Problem statement
Go through the entries below and tally each line holding the string "contains". Return the number only.

[Saved data entries]
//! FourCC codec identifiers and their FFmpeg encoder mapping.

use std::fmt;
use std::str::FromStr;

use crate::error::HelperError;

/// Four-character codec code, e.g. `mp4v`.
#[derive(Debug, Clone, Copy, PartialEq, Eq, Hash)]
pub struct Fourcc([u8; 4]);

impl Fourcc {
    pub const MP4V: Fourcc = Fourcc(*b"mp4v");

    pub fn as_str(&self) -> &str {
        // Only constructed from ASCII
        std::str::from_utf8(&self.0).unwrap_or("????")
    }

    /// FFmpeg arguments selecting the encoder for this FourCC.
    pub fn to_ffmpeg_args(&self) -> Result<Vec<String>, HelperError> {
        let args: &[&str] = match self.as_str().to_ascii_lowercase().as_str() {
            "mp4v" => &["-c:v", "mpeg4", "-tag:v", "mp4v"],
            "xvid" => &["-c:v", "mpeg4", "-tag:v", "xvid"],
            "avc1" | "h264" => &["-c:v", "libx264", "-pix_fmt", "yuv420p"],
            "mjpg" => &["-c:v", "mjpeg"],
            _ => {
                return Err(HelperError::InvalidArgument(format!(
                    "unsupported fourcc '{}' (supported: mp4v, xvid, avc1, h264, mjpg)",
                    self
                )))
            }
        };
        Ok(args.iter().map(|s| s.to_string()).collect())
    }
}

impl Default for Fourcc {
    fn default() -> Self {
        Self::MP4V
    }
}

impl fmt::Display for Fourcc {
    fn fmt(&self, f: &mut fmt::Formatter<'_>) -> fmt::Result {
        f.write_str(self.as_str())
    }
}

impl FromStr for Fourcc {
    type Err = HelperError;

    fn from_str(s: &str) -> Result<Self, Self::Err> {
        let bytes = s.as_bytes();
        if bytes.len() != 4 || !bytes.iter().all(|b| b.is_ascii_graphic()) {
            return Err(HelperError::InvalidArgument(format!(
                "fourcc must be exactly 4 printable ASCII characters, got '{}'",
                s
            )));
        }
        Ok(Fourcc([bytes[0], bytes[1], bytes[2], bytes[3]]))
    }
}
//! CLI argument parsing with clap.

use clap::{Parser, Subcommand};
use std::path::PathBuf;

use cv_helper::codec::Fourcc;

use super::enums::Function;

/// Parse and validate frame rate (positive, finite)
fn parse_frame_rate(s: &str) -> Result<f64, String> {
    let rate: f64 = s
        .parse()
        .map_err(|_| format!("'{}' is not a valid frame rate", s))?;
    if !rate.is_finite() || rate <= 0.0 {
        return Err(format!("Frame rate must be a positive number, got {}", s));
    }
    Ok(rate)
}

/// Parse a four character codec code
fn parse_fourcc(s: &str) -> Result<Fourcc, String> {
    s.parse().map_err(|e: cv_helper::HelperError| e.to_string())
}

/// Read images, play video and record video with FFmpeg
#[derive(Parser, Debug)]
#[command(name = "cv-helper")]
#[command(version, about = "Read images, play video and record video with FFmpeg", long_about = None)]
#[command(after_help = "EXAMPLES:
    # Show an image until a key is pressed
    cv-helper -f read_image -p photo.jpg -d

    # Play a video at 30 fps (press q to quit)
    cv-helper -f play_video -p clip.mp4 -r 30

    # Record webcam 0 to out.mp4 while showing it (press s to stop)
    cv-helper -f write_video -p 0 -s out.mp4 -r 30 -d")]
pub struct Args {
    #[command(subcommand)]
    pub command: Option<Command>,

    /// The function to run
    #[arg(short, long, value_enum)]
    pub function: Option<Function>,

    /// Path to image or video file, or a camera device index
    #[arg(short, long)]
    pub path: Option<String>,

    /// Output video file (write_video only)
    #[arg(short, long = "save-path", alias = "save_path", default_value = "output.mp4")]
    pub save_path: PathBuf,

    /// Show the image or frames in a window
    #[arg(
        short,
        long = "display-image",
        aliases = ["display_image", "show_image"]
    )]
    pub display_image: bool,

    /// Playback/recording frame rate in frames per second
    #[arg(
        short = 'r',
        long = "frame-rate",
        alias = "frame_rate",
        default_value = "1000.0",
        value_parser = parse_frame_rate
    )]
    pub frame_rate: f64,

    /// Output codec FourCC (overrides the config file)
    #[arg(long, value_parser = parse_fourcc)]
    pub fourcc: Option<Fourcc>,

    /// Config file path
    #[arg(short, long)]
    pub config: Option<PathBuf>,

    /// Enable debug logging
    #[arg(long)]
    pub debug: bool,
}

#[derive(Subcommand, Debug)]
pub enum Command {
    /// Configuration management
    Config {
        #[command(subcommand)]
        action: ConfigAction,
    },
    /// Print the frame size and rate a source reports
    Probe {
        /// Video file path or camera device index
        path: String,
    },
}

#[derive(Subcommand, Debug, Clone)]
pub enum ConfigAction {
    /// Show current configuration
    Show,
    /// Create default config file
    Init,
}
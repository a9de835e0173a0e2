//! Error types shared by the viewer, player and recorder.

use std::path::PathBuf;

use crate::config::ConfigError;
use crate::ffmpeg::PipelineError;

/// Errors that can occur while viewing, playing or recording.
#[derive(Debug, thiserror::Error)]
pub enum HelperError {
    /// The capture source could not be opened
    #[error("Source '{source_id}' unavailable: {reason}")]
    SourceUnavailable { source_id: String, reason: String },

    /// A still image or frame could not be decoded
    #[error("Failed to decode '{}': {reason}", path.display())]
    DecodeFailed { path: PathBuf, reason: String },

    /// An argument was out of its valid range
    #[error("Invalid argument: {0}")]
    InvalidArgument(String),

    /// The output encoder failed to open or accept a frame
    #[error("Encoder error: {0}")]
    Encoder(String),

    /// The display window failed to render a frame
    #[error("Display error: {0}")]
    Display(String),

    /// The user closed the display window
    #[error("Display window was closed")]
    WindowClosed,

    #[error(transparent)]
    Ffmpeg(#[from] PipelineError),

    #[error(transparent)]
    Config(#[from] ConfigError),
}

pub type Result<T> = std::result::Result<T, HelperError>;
==
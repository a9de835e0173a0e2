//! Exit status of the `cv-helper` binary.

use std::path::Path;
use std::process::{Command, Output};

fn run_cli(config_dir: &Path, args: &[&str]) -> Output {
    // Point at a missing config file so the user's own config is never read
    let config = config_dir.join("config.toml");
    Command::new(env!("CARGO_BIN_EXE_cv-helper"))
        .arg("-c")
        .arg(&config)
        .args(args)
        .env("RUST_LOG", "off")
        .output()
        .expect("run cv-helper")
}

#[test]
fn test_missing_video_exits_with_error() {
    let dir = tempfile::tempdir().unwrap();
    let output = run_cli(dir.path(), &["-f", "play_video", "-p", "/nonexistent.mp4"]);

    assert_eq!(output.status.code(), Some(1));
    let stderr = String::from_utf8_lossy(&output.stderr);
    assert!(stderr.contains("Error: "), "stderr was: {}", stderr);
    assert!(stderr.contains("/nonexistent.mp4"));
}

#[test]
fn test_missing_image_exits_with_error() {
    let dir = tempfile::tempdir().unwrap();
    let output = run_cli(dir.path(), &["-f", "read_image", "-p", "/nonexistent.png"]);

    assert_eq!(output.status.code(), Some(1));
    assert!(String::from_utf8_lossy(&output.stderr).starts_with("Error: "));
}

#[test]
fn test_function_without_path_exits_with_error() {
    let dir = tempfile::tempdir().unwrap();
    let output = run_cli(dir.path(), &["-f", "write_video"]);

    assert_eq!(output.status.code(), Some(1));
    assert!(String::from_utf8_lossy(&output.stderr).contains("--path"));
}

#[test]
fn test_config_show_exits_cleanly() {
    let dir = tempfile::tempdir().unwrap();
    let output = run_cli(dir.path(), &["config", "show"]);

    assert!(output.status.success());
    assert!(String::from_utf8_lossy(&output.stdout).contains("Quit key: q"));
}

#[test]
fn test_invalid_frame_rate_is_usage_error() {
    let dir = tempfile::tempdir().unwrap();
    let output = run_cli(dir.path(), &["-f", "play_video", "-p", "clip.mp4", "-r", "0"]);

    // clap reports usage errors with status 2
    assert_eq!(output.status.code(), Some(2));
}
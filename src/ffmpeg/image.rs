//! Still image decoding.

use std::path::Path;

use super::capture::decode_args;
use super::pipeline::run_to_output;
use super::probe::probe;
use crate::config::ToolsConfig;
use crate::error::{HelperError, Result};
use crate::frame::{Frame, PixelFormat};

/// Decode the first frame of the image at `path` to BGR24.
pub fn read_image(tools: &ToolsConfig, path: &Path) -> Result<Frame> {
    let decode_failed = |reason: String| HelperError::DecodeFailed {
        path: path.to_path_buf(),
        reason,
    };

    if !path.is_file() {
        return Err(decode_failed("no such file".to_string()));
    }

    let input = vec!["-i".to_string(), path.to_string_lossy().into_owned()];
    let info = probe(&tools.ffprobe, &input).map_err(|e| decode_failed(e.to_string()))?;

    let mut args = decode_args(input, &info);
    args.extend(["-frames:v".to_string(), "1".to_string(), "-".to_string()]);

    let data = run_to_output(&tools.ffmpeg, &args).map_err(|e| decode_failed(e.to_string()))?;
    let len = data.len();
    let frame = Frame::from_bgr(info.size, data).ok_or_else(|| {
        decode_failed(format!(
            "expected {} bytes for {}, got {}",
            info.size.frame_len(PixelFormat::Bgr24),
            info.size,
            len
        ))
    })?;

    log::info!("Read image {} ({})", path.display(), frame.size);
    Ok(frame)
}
==
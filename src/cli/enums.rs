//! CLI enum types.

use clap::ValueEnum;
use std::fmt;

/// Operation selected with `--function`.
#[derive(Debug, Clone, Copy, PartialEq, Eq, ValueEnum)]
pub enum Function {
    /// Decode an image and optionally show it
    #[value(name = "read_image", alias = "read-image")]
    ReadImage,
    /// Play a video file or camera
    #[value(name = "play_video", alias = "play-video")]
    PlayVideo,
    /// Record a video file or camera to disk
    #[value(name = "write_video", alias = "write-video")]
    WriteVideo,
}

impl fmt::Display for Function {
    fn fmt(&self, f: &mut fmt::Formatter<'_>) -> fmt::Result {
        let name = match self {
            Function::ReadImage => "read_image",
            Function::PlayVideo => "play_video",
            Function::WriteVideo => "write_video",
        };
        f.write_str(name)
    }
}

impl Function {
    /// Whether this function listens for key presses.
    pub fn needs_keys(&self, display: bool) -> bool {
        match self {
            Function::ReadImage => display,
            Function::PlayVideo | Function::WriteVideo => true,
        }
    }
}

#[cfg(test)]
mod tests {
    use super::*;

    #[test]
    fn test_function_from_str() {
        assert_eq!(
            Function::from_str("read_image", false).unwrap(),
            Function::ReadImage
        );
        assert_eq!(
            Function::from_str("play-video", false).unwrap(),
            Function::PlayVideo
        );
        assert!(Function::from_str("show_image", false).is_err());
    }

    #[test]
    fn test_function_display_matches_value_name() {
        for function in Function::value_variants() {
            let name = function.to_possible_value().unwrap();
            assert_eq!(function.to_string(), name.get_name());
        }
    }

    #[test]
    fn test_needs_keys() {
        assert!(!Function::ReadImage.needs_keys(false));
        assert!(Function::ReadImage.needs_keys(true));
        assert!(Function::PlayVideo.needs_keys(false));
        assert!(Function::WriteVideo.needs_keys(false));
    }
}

Answer to this task
4